Add Whisper SOT recipe for Librimix #5371

LiChenda · 2023-07-25T07:59:54Z

What?

This PR adds the Whisper SOT-style multi-talker ASR recipe for the Librimix dataset.

Why?

To add the multi-talker Whisper recipe.

for more information, see https://pre-commit.ci

simpleoier

Thanks! It looks good to me in general.

simpleoier · 2023-07-25T20:05:35Z

egs2/librimix/sot_asr1/run_whisper_sot.sh

+    --train_set "${train_set}" \
+    --valid_set "${valid_set}" \
+    --test_sets "${test_sets}" \
+    --lm_train_text "data/${train_set}/text_spk1 data/${train_set}/text_spk2 data/local/other_text/text" \


Can we simply use the ${train_set}/text which contains the <sc> in the text?

LM is not used in this recipe. I'll remove it.

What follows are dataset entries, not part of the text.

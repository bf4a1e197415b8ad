use chrono::Utc;

use cache_bench::comparison::{ComparisonEngine, SeriesMetric};
use cache_bench::db::{BenchDb, JobAggregates};
use cache_bench::engine::{
    DurationProfile, JobConfig, JobRecord, JobStatus, MetricRow, WorkloadOptions,
};
use cache_bench::error::BenchError;

fn seed_job(db: &BenchDb, id: &str, status: JobStatus, avg_response_time: f64) {
    let profile = DurationProfile::resolve("quick").unwrap();
    let config = JobConfig::build(profile, WorkloadOptions::default(), Utc::now().timestamp());
    let job = JobRecord {
        id: id.to_string(),
        name: format!("run {id}"),
        test_type: "quick".into(),
        status: JobStatus::Pending,
        current_phase: "Benchmark Iterations".into(),
        current_iteration: 0,
        total_iterations: 10,
        stop_requested: false,
        config_json: config.to_json().unwrap(),
        avg_response_time: None,
        min_response_time: None,
        max_response_time: None,
        avg_memory_usage: None,
        peak_memory_usage: None,
        avg_db_queries: None,
        total_db_queries: None,
        cache_hits: None,
        cache_misses: None,
        cache_hit_rate: None,
        avg_cpu_usage: None,
        raw_data: None,
        started_at: Utc::now().to_rfc3339(),
        completed_at: None,
    };
    db.insert_job(&job).unwrap();

    if status.is_terminal() {
        let agg = JobAggregates {
            avg_response_time,
            min_response_time: avg_response_time * 0.8,
            max_response_time: avg_response_time * 1.2,
            avg_memory_usage: 32 * 1024 * 1024,
            peak_memory_usage: 48 * 1024 * 1024,
            avg_db_queries: 12.0,
            total_db_queries: 120,
            cache_hits: 80,
            cache_misses: 20,
            cache_hit_rate: 80.0,
            avg_cpu_usage: 25.0,
        };
        db.finalize_job(id, status, 10, &config.to_json().unwrap(), &agg, "{}")
            .unwrap();
    }
}

fn seed_metrics(db: &BenchDb, id: &str, response_times: &[f64]) {
    for (i, rt) in response_times.iter().enumerate() {
        db.append_metric(
            id,
            &MetricRow {
                iteration: i as i64 + 1,
                response_time: *rt,
                memory_usage: 1024,
                db_queries: 5,
                cpu_usage: 10.0,
                ram_usage: 0,
                disk_read: 0,
                disk_write: 0,
                cache_hits: 4,
                cache_misses: 1,
                timestamp: Utc::now().to_rfc3339(),
            },
        )
        .unwrap();
    }
}

#[test]
fn baseline_relative_diffs() {
    let db = BenchDb::open_in_memory().unwrap();
    seed_job(&db, "a", JobStatus::Completed, 245.32);
    seed_job(&db, "b", JobStatus::Completed, 89.45);
    seed_job(&db, "c", JobStatus::Completed, 67.89);

    let ids = vec!["a".to_string(), "b".to_string(), "c".to_string()];
    let engine = ComparisonEngine::load(&db, &ids).unwrap();
    assert_eq!(engine.baseline_id(), "a");

    let summary = engine.summary();
    assert_eq!(summary.len(), 3);

    let base = &summary[0];
    assert!(base.is_baseline);
    assert_eq!(base.avg_response_time.diff, None);
    assert_eq!(base.avg_response_time.diff_percent, None);

    assert_eq!(summary[1].avg_response_time.diff_percent, Some(-63.5));
    assert_eq!(summary[1].avg_response_time.is_improvement, Some(true));
    assert_eq!(summary[2].avg_response_time.diff_percent, Some(-72.3));
}

#[test]
fn baseline_can_be_reassigned() {
    let db = BenchDb::open_in_memory().unwrap();
    seed_job(&db, "a", JobStatus::Completed, 100.0);
    seed_job(&db, "b", JobStatus::Completed, 200.0);

    let ids = vec!["a".to_string(), "b".to_string()];
    let mut engine = ComparisonEngine::load(&db, &ids).unwrap();
    engine.set_baseline("b").unwrap();
    assert_eq!(engine.baseline_id(), "b");

    let summary = engine.summary();
    assert!(summary[1].is_baseline);
    // 100 vs a 200ms baseline is a 50% improvement.
    assert_eq!(summary[0].avg_response_time.diff_percent, Some(-50.0));
    assert_eq!(summary[0].avg_response_time.is_improvement, Some(true));

    assert!(matches!(
        engine.set_baseline("nope"),
        Err(BenchError::JobNotFound(_))
    ));
}

#[test]
fn selection_count_limits() {
    let db = BenchDb::open_in_memory().unwrap();
    seed_job(&db, "a", JobStatus::Completed, 100.0);

    let err = ComparisonEngine::load(&db, &["a".to_string()]).unwrap_err();
    assert!(matches!(err, BenchError::InvalidSelectionCount(1)));

    let six: Vec<String> = (0..6).map(|i| format!("job-{i}")).collect();
    let err = ComparisonEngine::load(&db, &six).unwrap_err();
    assert!(matches!(err, BenchError::InvalidSelectionCount(6)));
}

#[test]
fn unfinished_jobs_are_excluded() {
    let db = BenchDb::open_in_memory().unwrap();
    seed_job(&db, "done", JobStatus::Completed, 100.0);
    seed_job(&db, "running", JobStatus::Pending, 0.0);
    seed_job(&db, "stopped", JobStatus::Stopped, 50.0);

    let ids = vec![
        "done".to_string(),
        "running".to_string(),
        "stopped".to_string(),
        "missing".to_string(),
    ];
    let err = ComparisonEngine::load(&db, &ids).unwrap_err();
    assert!(matches!(err, BenchError::InsufficientCompletedResults(1)));
}

#[test]
fn identical_values_are_not_an_improvement() {
    let db = BenchDb::open_in_memory().unwrap();
    seed_job(&db, "a", JobStatus::Completed, 100.0);
    seed_job(&db, "b", JobStatus::Completed, 100.0);

    let engine =
        ComparisonEngine::load(&db, &["a".to_string(), "b".to_string()]).unwrap();
    let summary = engine.summary();
    // Identical hit rates: zero diff is not an improvement.
    assert_eq!(summary[1].cache_hit_rate.diff, Some(0.0));
    assert_eq!(summary[1].cache_hit_rate.is_improvement, Some(false));
}

#[test]
fn series_carries_per_iteration_values_and_stats() {
    let db = BenchDb::open_in_memory().unwrap();
    seed_job(&db, "a", JobStatus::Completed, 100.0);
    seed_job(&db, "b", JobStatus::Completed, 100.0);
    seed_metrics(&db, "a", &[10.0, 20.0, 30.0, 40.0, 50.0]);
    seed_metrics(&db, "b", &[5.0, 5.0, 5.0]);

    let engine =
        ComparisonEngine::load(&db, &["a".to_string(), "b".to_string()]).unwrap();
    let series = engine.series(SeriesMetric::ResponseTime);
    assert_eq!(series.len(), 2);
    assert_eq!(series[0].values, vec![10.0, 20.0, 30.0, 40.0, 50.0]);
    assert_eq!(series[0].stats.median, 30.0);
    assert_eq!(series[0].stats.max, 50.0);
    assert_eq!(series[1].stats.std_dev, 0.0);

    assert!(matches!(
        SeriesMetric::parse("wallclock"),
        Err(BenchError::UnknownMetric(_))
    ));
}

#[test]
fn cache_totals_come_from_job_aggregates() {
    let db = BenchDb::open_in_memory().unwrap();
    seed_job(&db, "a", JobStatus::Completed, 100.0);
    seed_job(&db, "b", JobStatus::Completed, 100.0);

    let engine =
        ComparisonEngine::load(&db, &["a".to_string(), "b".to_string()]).unwrap();
    let totals = engine.cache_totals();
    assert_eq!(totals[0].hits, 80);
    assert_eq!(totals[0].misses, 20);
    assert_eq!(totals[0].total, 100);
    assert!((totals[0].hit_rate - 80.0).abs() < 1e-9);
}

simpleoier · 2023-07-25T20:06:02Z

egs2/librimix/sot_asr1/run_whisper_sot.sh

+    --valid_set "${valid_set}" \
+    --test_sets "${test_sets}" \
+    --lm_train_text "data/${train_set}/text_spk1 data/${train_set}/text_spk2 data/local/other_text/text" \
+    --bpe_train_text "data/${train_set}/text_spk1 data/${train_set}/text_spk2" "$@"

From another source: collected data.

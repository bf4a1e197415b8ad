//! Side-by-side comparison of finished benchmark results.
//!
//! Works on 2 to 5 completed jobs. One of them is the baseline; every metric
//! of every other job is reported as an absolute and relative difference
//! from the baseline's value, with direction-aware improvement flags.

use serde::Serialize;

use crate::db::BenchDb;
use crate::engine::{JobRecord, JobStatus, MetricRow};
use crate::error::BenchError;

pub const MIN_SELECTION: usize = 2;
pub const MAX_SELECTION: usize = 5;

/// Metric axes the per-iteration series endpoint can chart.
#[derive(Debug, Clone, Copy, PartialEq, Eq)]
pub enum SeriesMetric {
    ResponseTime,
    MemoryUsage,
    DbQueries,
    CpuUsage,
}

impl SeriesMetric {
    pub fn parse(name: &str) -> Result<Self, BenchError> {
        match name {
            "response_time" => Ok(SeriesMetric::ResponseTime),
            "memory_usage" => Ok(SeriesMetric::MemoryUsage),
            "db_queries" => Ok(SeriesMetric::DbQueries),
            "cpu_usage" => Ok(SeriesMetric::CpuUsage),
            _ => Err(BenchError::UnknownMetric(name.to_string())),
        }
    }

    fn extract(self, row: &MetricRow) -> f64 {
        match self {
            SeriesMetric::ResponseTime => row.response_time,
            SeriesMetric::MemoryUsage => row.memory_usage as f64,
            SeriesMetric::DbQueries => row.db_queries as f64,
            SeriesMetric::CpuUsage => row.cpu_usage,
        }
    }
}

/// One metric value with its deviation from the baseline. Diff fields are
/// `None` on the baseline's own row.
#[derive(Debug, Clone, Serialize)]
pub struct MetricCell {
    pub value: f64,
    pub unit: &'static str,
    pub diff: Option<f64>,
    pub diff_percent: Option<f64>,
    pub is_improvement: Option<bool>,
}

#[derive(Debug, Clone, Serialize)]
pub struct JobSummary {
    pub job_id: String,
    pub name: String,
    pub test_type: String,
    pub is_baseline: bool,
    pub iterations: i64,
    pub avg_response_time: MetricCell,
    pub min_response_time: MetricCell,
    pub max_response_time: MetricCell,
    pub avg_memory_usage: MetricCell,
    pub peak_memory_usage: MetricCell,
    pub cache_hit_rate: MetricCell,
    pub avg_db_queries: MetricCell,
    pub avg_cpu_usage: MetricCell,
}

#[derive(Debug, Clone, Serialize)]
pub struct CacheTotals {
    pub job_id: String,
    pub name: String,
    pub hits: i64,
    pub misses: i64,
    pub total: i64,
    pub hit_rate: f64,
}

#[derive(Debug, Clone, Serialize)]
pub struct SeriesStats {
    pub count: usize,
    pub min: f64,
    pub max: f64,
    pub mean: f64,
    pub median: f64,
    pub p95: f64,
    pub p99: f64,
    pub std_dev: f64,
}

#[derive(Debug, Clone, Serialize)]
pub struct JobSeries {
    pub job_id: String,
    pub name: String,
    pub values: Vec<f64>,
    pub stats: SeriesStats,
}

#[derive(Debug)]
struct LoadedResult {
    job: JobRecord,
    metrics: Vec<MetricRow>,
}

#[derive(Debug)]
pub struct ComparisonEngine {
    results: Vec<LoadedResult>,
    baseline: usize,
}

impl ComparisonEngine {
    /// Load the selected jobs in the caller's order. Jobs that are not in a
    /// completed state are dropped; fewer than two survivors is an error.
    pub fn load(db: &BenchDb, ids: &[String]) -> Result<Self, BenchError> {
        if ids.len() < MIN_SELECTION || ids.len() > MAX_SELECTION {
            return Err(BenchError::InvalidSelectionCount(ids.len()));
        }

        let mut results = Vec::with_capacity(ids.len());
        for id in ids {
            let Some(job) = db.get_job(id)? else { continue };
            if job.status != JobStatus::Completed {
                continue;
            }
            let metrics = db.get_metrics(id)?;
            results.push(LoadedResult { job, metrics });
        }

        if results.len() < MIN_SELECTION {
            return Err(BenchError::InsufficientCompletedResults(results.len()));
        }
        Ok(Self {
            results,
            baseline: 0,
        })
    }

    pub fn set_baseline(&mut self, id: &str) -> Result<(), BenchError> {
        match self.results.iter().position(|r| r.job.id == id) {
            Some(index) => {
                self.baseline = index;
                Ok(())
            }
            None => Err(BenchError::JobNotFound(id.to_string())),
        }
    }

    pub fn baseline_id(&self) -> &str {
        &self.results[self.baseline].job.id
    }

    pub fn summary(&self) -> Vec<JobSummary> {
        let base = &self.results[self.baseline].job;
        self.results
            .iter()
            .enumerate()
            .map(|(index, r)| {
                let job = &r.job;
                let is_baseline = index == self.baseline;
                let cell = |value: Option<f64>,
                            base_value: Option<f64>,
                            unit: &'static str,
                            lower_is_better: bool| {
                    metric_cell(
                        value.unwrap_or(0.0),
                        base_value.unwrap_or(0.0),
                        unit,
                        lower_is_better,
                        is_baseline,
                    )
                };
                JobSummary {
                    job_id: job.id.clone(),
                    name: job.name.clone(),
                    test_type: job.test_type.clone(),
                    is_baseline,
                    iterations: job.current_iteration,
                    avg_response_time: cell(
                        job.avg_response_time,
                        base.avg_response_time,
                        "ms",
                        true,
                    ),
                    min_response_time: cell(
                        job.min_response_time,
                        base.min_response_time,
                        "ms",
                        true,
                    ),
                    max_response_time: cell(
                        job.max_response_time,
                        base.max_response_time,
                        "ms",
                        true,
                    ),
                    avg_memory_usage: cell(
                        job.avg_memory_usage.map(|v| v as f64),
                        base.avg_memory_usage.map(|v| v as f64),
                        "bytes",
                        true,
                    ),
                    peak_memory_usage: cell(
                        job.peak_memory_usage.map(|v| v as f64),
                        base.peak_memory_usage.map(|v| v as f64),
                        "bytes",
                        true,
                    ),
                    cache_hit_rate: cell(
                        job.cache_hit_rate,
                        base.cache_hit_rate,
                        "%",
                        false,
                    ),
                    avg_db_queries: cell(
                        job.avg_db_queries,
                        base.avg_db_queries,
                        "queries",
                        true,
                    ),
                    avg_cpu_usage: cell(job.avg_cpu_usage, base.avg_cpu_usage, "%", true),
                }
            })
            .collect()
    }

    pub fn cache_totals(&self) -> Vec<CacheTotals> {
        self.results
            .iter()
            .map(|r| {
                let hits = r.job.cache_hits.unwrap_or(0);
                let misses = r.job.cache_misses.unwrap_or(0);
                let total = hits + misses;
                CacheTotals {
                    job_id: r.job.id.clone(),
                    name: r.job.name.clone(),
                    hits,
                    misses,
                    total,
                    hit_rate: if total > 0 {
                        hits as f64 / total as f64 * 100.0
                    } else {
                        0.0
                    },
                }
            })
            .collect()
    }

    pub fn series(&self, metric: SeriesMetric) -> Vec<JobSeries> {
        self.results
            .iter()
            .map(|r| {
                let values: Vec<f64> = r.metrics.iter().map(|m| metric.extract(m)).collect();
                let stats = series_stats(&values);
                JobSeries {
                    job_id: r.job.id.clone(),
                    name: r.job.name.clone(),
                    values,
                    stats,
                }
            })
            .collect()
    }
}

fn metric_cell(
    value: f64,
    base: f64,
    unit: &'static str,
    lower_is_better: bool,
    is_baseline: bool,
) -> MetricCell {
    if is_baseline {
        return MetricCell {
            value,
            unit,
            diff: None,
            diff_percent: None,
            is_improvement: None,
        };
    }
    let diff = value - base;
    let diff_percent = if base != 0.0 { diff / base * 100.0 } else { 0.0 };
    let is_improvement = if lower_is_better { diff < 0.0 } else { diff > 0.0 };
    MetricCell {
        value,
        unit,
        diff: Some(round2(diff)),
        diff_percent: Some(round1(diff_percent)),
        is_improvement: Some(is_improvement),
    }
}

/// Descriptive stats over one job's series. Percentiles use the nearest-rank
/// index `floor(n * q)` clamped to the last element; the standard deviation
/// is the population form and reads as 0 for fewer than two samples.
pub fn series_stats(values: &[f64]) -> SeriesStats {
    if values.is_empty() {
        return SeriesStats {
            count: 0,
            min: 0.0,
            max: 0.0,
            mean: 0.0,
            median: 0.0,
            p95: 0.0,
            p99: 0.0,
            std_dev: 0.0,
        };
    }

    let mut sorted = values.to_vec();
    sorted.sort_by(|a, b| a.partial_cmp(b).unwrap_or(std::cmp::Ordering::Equal));
    let n = sorted.len();
    let mean = sorted.iter().sum::<f64>() / n as f64;

    let std_dev = if n < 2 {
        0.0
    } else {
        let variance = sorted.iter().map(|v| (v - mean).powi(2)).sum::<f64>() / n as f64;
        variance.sqrt()
    };

    let rank = |q: f64| sorted[((n as f64 * q) as usize).min(n - 1)];

    SeriesStats {
        count: n,
        min: sorted[0],
        max: sorted[n - 1],
        mean,
        median: sorted[n / 2],
        p95: rank(0.95),
        p99: rank(0.99),
        std_dev,
    }
}

fn round1(v: f64) -> f64 {
    (v * 10.0).round() / 10.0
}

fn round2(v: f64) -> f64 {
    (v * 100.0).round() / 100.0
}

ditto. (not sure about LM, but bpe should be fine to use the text file)

simpleoier · 2023-07-25T21:38:07Z

espnet2/bin/asr_inference.py

@@ -347,7 +348,7 @@ def __init__(
        if bpemodel not in ["whisper_en", "whisper_multilingual"]:
            converter = TokenIDConverter(token_list=token_list)
        else:
-            converter = OpenAIWhisperTokenIDConverter(model_type=bpemodel)
+            converter = OpenAIWhisperTokenIDConverter(model_type=bpemodel, sot=sot_asr)


Is it necessary to check if <sc> in the token list in this case? Or has it been done in the token_id_converter class?

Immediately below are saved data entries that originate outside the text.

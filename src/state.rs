use std::collections::HashMap;
use std::sync::{Arc, Mutex};

use crate::cache::ObjectCache;
use crate::config::BenchConfig;
use crate::db::BenchDb;
use crate::engine::chunk::EngineContext;
use crate::resource::ResourceSensor;

pub type SharedState = Arc<AppState>;

/// Shared application state handed to every route handler.
pub struct AppState {
    pub config: BenchConfig,
    pub db: Arc<BenchDb>,
    pub cache: Arc<ObjectCache>,
    pub sensor: Arc<ResourceSensor>,
    /// One async mutex per job so concurrent polls for the same job
    /// serialize instead of double-running work units.
    poll_locks: Mutex<HashMap<String, Arc<tokio::sync::Mutex<()>>>>,
}

impl AppState {
    pub fn new(config: BenchConfig) -> anyhow::Result<Self> {
        let db = Arc::new(BenchDb::new(&config.data_dir)?);
        let cache = Arc::new(ObjectCache::new(!config.no_cache));
        let sensor = Arc::new(ResourceSensor::new());
        Ok(Self {
            config,
            db,
            cache,
            sensor,
            poll_locks: Mutex::new(HashMap::new()),
        })
    }

    pub fn engine(&self) -> EngineContext {
        EngineContext::new(
            self.db.clone(),
            self.cache.clone(),
            self.sensor.clone(),
            self.config.scratch_dir(),
            !self.config.no_cache,
        )
    }

    pub fn job_lock(&self, id: &str) -> Arc<tokio::sync::Mutex<()>> {
        self.poll_locks
            .lock()
            .unwrap()
            .entry(id.to_string())
            .or_default()
            .clone()
    }

    pub fn drop_job_lock(&self, id: &str) {
        self.poll_locks.lock().unwrap().remove(id);
    }
}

If sot_asr is True, the OpenAIWhisperTokenIDConverter will add the <sc> token in it's init function.

In the inference part, we can retrieve the value of sot_asr from the asr_train_args, which eliminates the need for dumplicate params in both train_args and decode_args, making them independent of each other.
In most cases, I think decode_args should only contains the params specific to inference, like beam_size, lm_weight, etc., without including those realted to model or tokenizer initialization.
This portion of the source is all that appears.